Hastalığı ilerlemiş vakalarda bazen bu belirtilerin birçok görülebildiği gibi, bazen de hastalığın erken dönemlerinde fazla az bulgu görülebilir. Bu yakınmalar genellikle hafif başlayıp yavaş ilerlediğinden böylece fazla hasta doktora başvurmakta gecikmektedir. Tüberkülozun erken tanısı için 2-3 haftadan uzun zaman öksürüğü olan şahısların en kısa sürede göğüs hastalıkları polikliniğine ya da verem savaşı dispanserine başvurmaları gerekir.

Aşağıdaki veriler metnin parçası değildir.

//! # 绘图模块
//!
//! 轨迹数据的堆叠面板图、二聚体能量曲线，以及轨迹数据的 npz 归档。
//!
//! ## 依赖关系
//! - 被 `commands/traj.rs`, `commands/dimers.rs` 调用
//! - 使用 `plotters` 渲染，`ndarray-npy` 写归档
//! - 子模块: trajectory, dimers, archive

pub mod archive;
pub mod dimers;
pub mod trajectory;

pub use archive::{archive_path, load_trajectory_archive, save_trajectory_archive};
pub use dimers::{clamp_y_range, dimer_curves, plot_dimers, DimerCurve, DimerCurves};
pub use trajectory::{
    layout_trajectory, plot_trajectory, trigger_overlays, Overlays, PanelLayout, TrajectoryData,
    TriggerMarker, TriggerMarkers,
};

use crate::error::AceError;
use std::path::Path;

/// 扩展名为 `.svg` 时使用 SVG 后端
pub(crate) fn is_svg(path: &Path) -> bool {
    path.extension()
        .and_then(|e| e.to_str())
        .map(|e| e.eq_ignore_ascii_case("svg"))
        .unwrap_or(false)
}

pub(crate) fn plot_error<E: std::fmt::Debug>(e: E) -> AceError {
    AceError::Plot(format!("{:?}", e))
}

DİKKAT EDİLMESİ GEREKENLER
Tüberküloz hastasının aynı evde yaşayanlara verem mikrobunu bulaştırma olasılığı yüksektir. Çünkü aynı havayı en uzun süre paylaşmaktadırlar. bu nedenle, tüberküloz tanısı kesinleşince, bütün aile bireyleri ve hasta ile benzer havayı paylaşan işyeri veya başka ortamdaki kişiler tüberküloz savaşı dispanserinde muayene için çağrılırlar. Temaslı muayenesi, eğer hastanın yakınlarında da hastalık varsa erkenden teşhis koymayı sağlar. Türkiye’de hastaların yüzde 8-9’una temaslı muayenesi ile teşhis konulmaktadır. Hasta olmayan ve tehlike taşıyanlara da koruyucu tedavi verilir. Koruyucu tedavi eğer uyumlu kullanılırsa, mikrobu almış kişilerin hastalanmasını yüzde 90’a varan oranda önler. Özellikle çocuklarda koruyucu tedavi büyük tartma taşıyor.